Requirement | Write out each record below, word for word.

[Stored data entries]
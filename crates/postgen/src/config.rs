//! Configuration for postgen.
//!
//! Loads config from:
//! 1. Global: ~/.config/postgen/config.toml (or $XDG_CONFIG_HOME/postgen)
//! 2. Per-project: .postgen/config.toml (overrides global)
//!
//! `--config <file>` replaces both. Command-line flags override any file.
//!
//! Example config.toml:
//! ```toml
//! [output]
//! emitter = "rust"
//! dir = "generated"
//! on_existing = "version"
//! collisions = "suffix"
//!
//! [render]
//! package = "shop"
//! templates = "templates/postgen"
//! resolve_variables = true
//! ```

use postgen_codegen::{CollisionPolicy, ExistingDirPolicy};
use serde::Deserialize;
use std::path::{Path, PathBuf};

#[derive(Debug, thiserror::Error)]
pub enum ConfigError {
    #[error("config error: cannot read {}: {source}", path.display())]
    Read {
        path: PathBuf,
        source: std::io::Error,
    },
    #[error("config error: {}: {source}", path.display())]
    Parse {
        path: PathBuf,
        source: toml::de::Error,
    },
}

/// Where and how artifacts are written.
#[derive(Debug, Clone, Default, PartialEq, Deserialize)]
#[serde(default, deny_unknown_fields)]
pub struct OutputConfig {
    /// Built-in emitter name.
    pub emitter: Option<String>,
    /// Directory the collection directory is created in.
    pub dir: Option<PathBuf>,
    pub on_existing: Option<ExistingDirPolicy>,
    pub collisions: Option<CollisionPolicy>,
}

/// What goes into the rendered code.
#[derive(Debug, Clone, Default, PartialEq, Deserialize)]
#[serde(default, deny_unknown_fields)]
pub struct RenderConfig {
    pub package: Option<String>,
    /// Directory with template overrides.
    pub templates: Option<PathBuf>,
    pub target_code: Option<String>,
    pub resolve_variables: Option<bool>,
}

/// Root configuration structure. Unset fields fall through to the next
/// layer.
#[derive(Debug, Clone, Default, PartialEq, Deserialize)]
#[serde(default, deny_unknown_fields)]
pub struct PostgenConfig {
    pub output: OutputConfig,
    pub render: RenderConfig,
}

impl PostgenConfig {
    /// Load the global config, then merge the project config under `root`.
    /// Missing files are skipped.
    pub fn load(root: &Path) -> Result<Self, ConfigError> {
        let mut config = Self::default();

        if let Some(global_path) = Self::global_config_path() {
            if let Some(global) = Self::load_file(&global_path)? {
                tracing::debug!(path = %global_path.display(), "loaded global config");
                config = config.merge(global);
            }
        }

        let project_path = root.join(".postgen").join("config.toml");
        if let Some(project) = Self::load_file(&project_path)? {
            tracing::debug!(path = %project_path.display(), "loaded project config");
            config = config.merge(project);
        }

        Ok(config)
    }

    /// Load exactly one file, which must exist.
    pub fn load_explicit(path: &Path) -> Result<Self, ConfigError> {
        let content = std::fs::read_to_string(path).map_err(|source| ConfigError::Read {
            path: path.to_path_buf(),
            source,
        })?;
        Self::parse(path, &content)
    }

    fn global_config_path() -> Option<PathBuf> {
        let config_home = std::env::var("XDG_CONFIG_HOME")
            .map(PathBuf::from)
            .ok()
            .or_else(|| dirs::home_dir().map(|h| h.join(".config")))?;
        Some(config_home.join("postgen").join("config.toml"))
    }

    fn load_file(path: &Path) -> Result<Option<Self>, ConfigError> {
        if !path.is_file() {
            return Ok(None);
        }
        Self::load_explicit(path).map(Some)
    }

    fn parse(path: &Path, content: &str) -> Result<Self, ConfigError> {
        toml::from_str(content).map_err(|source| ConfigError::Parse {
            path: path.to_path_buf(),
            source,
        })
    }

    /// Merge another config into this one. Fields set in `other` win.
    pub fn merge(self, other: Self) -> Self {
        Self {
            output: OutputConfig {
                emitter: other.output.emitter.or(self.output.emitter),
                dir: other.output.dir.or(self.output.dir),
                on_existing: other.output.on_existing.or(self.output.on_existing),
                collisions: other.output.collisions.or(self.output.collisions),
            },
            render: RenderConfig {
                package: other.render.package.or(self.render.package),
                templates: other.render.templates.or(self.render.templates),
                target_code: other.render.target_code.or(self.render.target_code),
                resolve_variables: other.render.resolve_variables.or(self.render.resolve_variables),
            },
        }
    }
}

Answer to this exercise |
filename crates/postgen/src/config.rs
//! Configuration for postgen.
//!
//! Loads config from:
//! 1. Global: ~/.config/postgen/config.toml (or $XDG_CONFIG_HOME/postgen)
//! 2. Per-project: .postgen/config.toml (overrides global)
//!
//! `--config <file>` replaces both. Command-line flags override any file.
//!
//! Example config.toml:
//! ```toml
//! [output]
//! emitter = "rust"
//! dir = "generated"
//! on_existing = "version"
//! collisions = "suffix"
//!
//! [render]
//! package = "shop"
//! templates = "templates/postgen"
//! resolve_variables = true
//! ```

use postgen_codegen::{CollisionPolicy, ExistingDirPolicy};
use serde::Deserialize;
use std::path::{Path, PathBuf};

#[derive(Debug, thiserror::Error)]
pub enum ConfigError {
    #[error("config error: cannot read {}: {source}", path.display())]
    Read {
        path: PathBuf,
        source: std::io::Error,
    },
    #[error("config error: {}: {source}", path.display())]
    Parse {
        path: PathBuf,
        source: toml::de::Error,
    },
}

/// Where and how artifacts are written.
#[derive(Debug, Clone, Default, PartialEq, Deserialize)]
#[serde(default, deny_unknown_fields)]
pub struct OutputConfig {
    /// Built-in emitter name.
    pub emitter: Option<String>,
    /// Directory the collection directory is created in.
    pub dir: Option<PathBuf>,
    pub on_existing: Option<ExistingDirPolicy>,
    pub collisions: Option<CollisionPolicy>,
}

/// What goes into the rendered code.
#[derive(Debug, Clone, Default, PartialEq, Deserialize)]
#[serde(default, deny_unknown_fields)]
pub struct RenderConfig {
    pub package: Option<String>,
    /// Directory with template overrides.
    pub templates: Option<PathBuf>,
    pub target_code: Option<String>,
    pub resolve_variables: Option<bool>,
}

/// Root configuration structure. Unset fields fall through to the next
/// layer.
#[derive(Debug, Clone, Default, PartialEq, Deserialize)]
#[serde(default, deny_unknown_fields)]
pub struct PostgenConfig {
    pub output: OutputConfig,
    pub render: RenderConfig,
}

impl PostgenConfig {
    /// Load the global config, then merge the project config under `root`.
    /// Missing files are skipped.
    pub fn load(root: &Path) -> Result<Self, ConfigError> {
        let mut config = Self::default();

        if let Some(global_path) = Self::global_config_path() {
            if let Some(global) = Self::load_file(&global_path)? {
                tracing::debug!(path = %global_path.display(), "loaded global config");
                config = config.merge(global);
            }
        }

        let project_path = root.join(".postgen").join("config.toml");
        if let Some(project) = Self::load_file(&project_path)? {
            tracing::debug!(path = %project_path.display(), "loaded project config");
            config = config.merge(project);
        }

        Ok(config)
    }

    /// Load exactly one file, which must exist.
    pub fn load_explicit(path: &Path) -> Result<Self, ConfigError> {
        let content = std::fs::read_to_string(path).map_err(|source| ConfigError::Read {
            path: path.to_path_buf(),
            source,
        })?;
        Self::parse(path, &content)
    }

    fn global_config_path() -> Option<PathBuf> {
        let config_home = std::env::var("XDG_CONFIG_HOME")
            .map(PathBuf::from)
            .ok()
            .or_else(|| dirs::home_dir().map(|h| h.join(".config")))?;
        Some(config_home.join("postgen").join("config.toml"))
    }

    fn load_file(path: &Path) -> Result<Option<Self>, ConfigError> {
        if !path.is_file() {
            return Ok(None);
        }
        Self::load_explicit(path).map(Some)
    }

    fn parse(path: &Path, content: &str) -> Result<Self, ConfigError> {
        toml::from_str(content).map_err(|source| ConfigError::Parse {
            path: path.to_path_buf(),
            source,
        })
    }

    /// Merge another config into this one. Fields set in `other` win.
    pub fn merge(self, other: Self) -> Self {
        Self {
            output: OutputConfig {
                emitter: other.output.emitter.or(self.output.emitter),
                dir: other.output.dir.or(self.output.dir),
                on_existing: other.output.on_existing.or(self.output.on_existing),
                collisions: other.output.collisions.or(self.output.collisions),
            },
            render: RenderConfig {
                package: other.render.package.or(self.render.package),
                templates: other.render.templates.or(self.render.templates),
                target_code: other.render.target_code.or(self.render.target_code),
                resolve_variables: other.render.resolve_variables.or(self.render.resolve_variables),
            },
        }
    }
}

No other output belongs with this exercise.